Jakarta Rancangan Undang-undang Perguruan Tinggi (RUU PT) sedang dibahas dan akan disahkan DPR dalam waktu dekat. Namun RUU ini dianggap tidak memihak rakyat miskin dan akan membuat biaya kuliah makin tak terjangkau.
"RUU PT jelas melepas tanggung jawab pemerintah. Kental dengan nuansa privatisasi. Padahal seharusnya DPR menjawab kesulitan masyarakat memperoleh hak pendidikan tinggi dengan aturan yang merakyat," kata anggota Komisi Nasional Pendidikan, Alghifari Aqsa, saat diskusi di Kantor LBH Jakarta, Jl Diponegoro, Jakarta, Minggu (25/3/2012).
Komisi Nasional Pendidikan adalah gabungan beberapa LSM dan organisasi kampus.

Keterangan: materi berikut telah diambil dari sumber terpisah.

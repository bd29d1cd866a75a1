use axum::{
    extract::{Form, Path, State},
    http::{HeaderMap, StatusCode},
    response::{IntoResponse, Redirect, Response},
};
use axum_extra::extract::cookie::{Cookie, CookieJar, SameSite};
use bindisa_contact::{
    ContactForm, ContactPage, Destination, Field, FormState, PageContent, Text, Transition,
};
use bindisa_shared::contact::ContactInput;
use serde::Deserialize;
use strum::VariantArray;

use crate::{
    routes::AppState,
    template::{NotFoundTemplate, SERVER_ERROR_MESSAGE, Template, filters},
    visit::{SharedScheduler, Visits},
};

pub const VISIT_COOKIE: &str = "contact_visit";

/// Set by the page script on requests that want a form fragment back.
pub const FRAGMENT_HEADER: &str = "ts-request";

const STATUS_POLL_MS: u64 = 500;

pub struct FieldView {
    pub name: &'static str,
    pub label_key: &'static str,
    pub placeholder_key: &'static str,
    pub input_type: Option<&'static str>,
    pub value: String,
}

pub struct FormView {
    pub state: &'static str,
    pub is_submitting: bool,
    pub is_submitted: bool,
    pub fields: Vec<FieldView>,
    pub error: Option<&'static str>,
    pub poll_ms: u64,
    pub refresh_secs: u64,
}

impl FormView {
    fn new(state: &FormState, app_state: &AppState) -> Self {
        let fields = Field::VARIANTS
            .iter()
            .map(|field| FieldView {
                name: field.as_ref(),
                label_key: field.label_key(),
                placeholder_key: field.placeholder_key(),
                input_type: field.input_type(),
                value: state.form().get(*field).to_owned(),
            })
            .collect();

        let delay_ms = app_state.config.contact.submit_delay_ms;

        Self {
            state: state.name(),
            is_submitting: state.is_submitting(),
            is_submitted: state.is_submitted(),
            fields,
            error: None,
            poll_ms: STATUS_POLL_MS.min(delay_ms),
            refresh_secs: delay_ms.div_ceil(1000).max(1),
        }
    }

    /// Idle view echoing a posted form, built without touching any controller.
    fn from_input(input: &ContactInput, app_state: &AppState) -> Self {
        let mut form = ContactForm::new();
        for (field, value) in input.values() {
            form.set(field, value);
        }

        Self::new(&FormState::Idle(form), app_state)
    }

    fn with_error(mut self, error: &'static str) -> Self {
        self.error = Some(error);
        self
    }
}

#[derive(askama::Template)]
#[template(path = "pages/contact.html")]
pub struct ContactTemplate<'a> {
    pub lang: String,
    pub content: &'a PageContent,
    pub form: FormView,
}

#[derive(askama::Template)]
#[template(path = "partials/contact-form.html")]
pub struct ContactFormTemplate {
    pub form: FormView,
}

/// Runs `f` against the visitor's controller, starting a new visit when the
/// cookie is missing or points to an expired one.
async fn with_visit<R>(
    visits: &Visits,
    jar: CookieJar,
    f: impl Fn(&ContactPage<SharedScheduler>) -> R,
) -> (CookieJar, R) {
    let id = jar.get(VISIT_COOKIE).map(|c| c.value().to_owned());
    if let Some(id) = id {
        match visits.with(&id, &f).await {
            Some(result) => return (jar, result),
            None => tracing::debug!(visit = %id, "unknown contact visit, starting a new one"),
        }
    }

    let (id, result) = visits.start_with(&f).await;
    let cookie = Cookie::build((VISIT_COOKIE, id))
        .path("/contact")
        .http_only(true)
        .same_site(SameSite::Lax);

    (jar.add(cookie), result)
}

/// Runs `f` against the visitor's controller if the visit is known. Never
/// starts a visit, so cookieless requests leave the registry alone.
async fn find_visit<R>(
    visits: &Visits,
    jar: &CookieJar,
    f: impl FnOnce(&ContactPage<SharedScheduler>) -> R,
) -> Option<R> {
    let id = jar.get(VISIT_COOKIE)?.value().to_owned();

    visits.with(&id, f).await
}

fn render_form(
    template: &Template,
    app_state: &AppState,
    headers: &HeaderMap,
    form: FormView,
) -> Response {
    if headers.contains_key(FRAGMENT_HEADER) {
        return template.render(ContactFormTemplate { form });
    }

    template.render(ContactTemplate {
        lang: template.preferred_language().to_owned(),
        content: &app_state.content,
        form,
    })
}

pub async fn page(
    template: Template,
    State(app_state): State<AppState>,
    jar: CookieJar,
) -> impl IntoResponse {
    let (jar, state) = with_visit(&app_state.visits, jar, |page| page.state()).await;

    let form = FormView::new(&state, &app_state);

    (jar, render_form(&template, &app_state, &HeaderMap::new(), form))
}

#[derive(Deserialize)]
pub struct FieldInput {
    pub field: Field,
    #[serde(default)]
    pub value: String,
}

pub async fn update_field(
    template: Template,
    State(app_state): State<AppState>,
    jar: CookieJar,
    Form(input): Form<FieldInput>,
) -> impl IntoResponse {
    let (jar, (transition, state)) = with_visit(&app_state.visits, jar, |page| {
        let transition = page.update_field(input.field, input.value.as_str());
        (transition, page.state())
    })
    .await;

    if transition.is_applied() {
        return (jar, StatusCode::NO_CONTENT).into_response();
    }

    tracing::debug!(field = %input.field, state = state.name(), "field update ignored");

    let form = FormView::new(&state, &app_state);

    (
        StatusCode::CONFLICT,
        jar,
        template.render(ContactFormTemplate { form }),
    )
        .into_response()
}

pub async fn submit(
    template: Template,
    State(app_state): State<AppState>,
    jar: CookieJar,
    headers: HeaderMap,
    Form(input): Form<ContactInput>,
) -> impl IntoResponse {
    if let Err(err) = input.check() {
        tracing::debug!(%err, "contact form submitted with required fields missing");

        let form = FormView::from_input(&input, &app_state).with_error("contact.required-error");

        return (
            StatusCode::UNPROCESSABLE_ENTITY,
            render_form(&template, &app_state, &headers, form),
        )
            .into_response();
    }

    let (jar, (transition, state)) = with_visit(&app_state.visits, jar, |page| {
        for (field, value) in input.values() {
            page.update_field(field, value);
        }

        (page.submit(), page.state())
    })
    .await;

    if transition.is_applied() {
        tracing::info!(
            delay_ms = app_state.config.contact.submit_delay_ms,
            "contact form submission started"
        );
    } else {
        tracing::debug!(state = state.name(), "contact form submit ignored");
    }

    let form = FormView::new(&state, &app_state);

    (jar, render_form(&template, &app_state, &headers, form)).into_response()
}

pub async fn status(
    template: Template,
    State(app_state): State<AppState>,
    jar: CookieJar,
) -> impl IntoResponse {
    let state = find_visit(&app_state.visits, &jar, |page| page.state())
        .await
        .unwrap_or_default();

    let form = FormView::new(&state, &app_state);

    template.render(ContactFormTemplate { form })
}

pub async fn reset(
    template: Template,
    State(app_state): State<AppState>,
    jar: CookieJar,
    headers: HeaderMap,
) -> impl IntoResponse {
    let (transition, state) = find_visit(&app_state.visits, &jar, |page| {
        (page.reset(), page.state())
    })
    .await
    .unwrap_or((Transition::Ignored, FormState::default()));

    if !transition.is_applied() {
        tracing::debug!(state = state.name(), "contact form reset ignored");
    }

    let form = FormView::new(&state, &app_state);

    render_form(&template, &app_state, &headers, form)
}

/// Visitor navigated away: tear the visit down so a pending submission is
/// never observed.
pub async fn leave(State(app_state): State<AppState>, jar: CookieJar) -> impl IntoResponse {
    if let Some(id) = jar.get(VISIT_COOKIE).map(|c| c.value().to_owned()) {
        app_state.visits.end(&id).await;
    }

    (
        jar.remove(Cookie::build(VISIT_COOKIE).path("/contact")),
        StatusCode::NO_CONTENT,
    )
}

pub async fn go(template: Template, Path(target): Path<String>) -> Response {
    match Destination::find(&target) {
        Ok(destination) => {
            tracing::info!(%destination, "navigating from contact page");

            Redirect::to(destination.path()).into_response()
        }
        Err(bindisa_shared::Error::NotFound) => {
            let lang = template.preferred_language().to_owned();

            (
                StatusCode::NOT_FOUND,
                template.render(NotFoundTemplate { lang }),
            )
                .into_response()
        }
        Err(err) => {
            tracing::error!("{err}");

            (StatusCode::INTERNAL_SERVER_ERROR, SERVER_ERROR_MESSAGE).into_response()
        }
    }
}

Beberapa organisasi tersebut di antaranya LBH Jakarta, LBH Pendidikan, Ikatan Pelajar Muhammadiyah, Forum Mahasiswa Pendidikan, BEM UI, dan BEM UNJ.
Alghifari menilai RUU PT tidak jauh berbeda dengan UU Badan Hukum Pendidikan (BHP) yang telah dicabut oleh Mahkamah Konstitusi tahun 2010. Menurutnya, RUU PT kental dengan nuansa privatisasi perguruan tinggi yang memungkinkan biaya pendidikan tinggi makin mahal.
"Privatisasi tersebut jelas terlihat dalam ketentuan yang membagi PT menjadi tiga jenis, yaitu otonom, semi-otonom, dan otonom terbatas," jelasnya.
Otonomisasi, Alghifari menjelaskan, memungkinkan perguruan tinggi mengatur pendanaannya secara mandiri. Berdasarkan pengalaman penerapan BHP pada beberapa universitas negeri beberapa waktu lalu, kemandirian tersebut menyebabkan perguruan tinggi menetapkan biaya pendidikan yang sangat tinggi.
Dari segi perundang-undangan, ia juga menilai RUU PT tidak diperlukan. Pasalnya, pengaturan tentang pendidikan sudah termuat dalam UU No. 20 tahun 2003 tentang sistem pendidikan nasional.
"Dengan demikian RUU ini bertentangan dengan ketentuan lainnya," imbuhnya.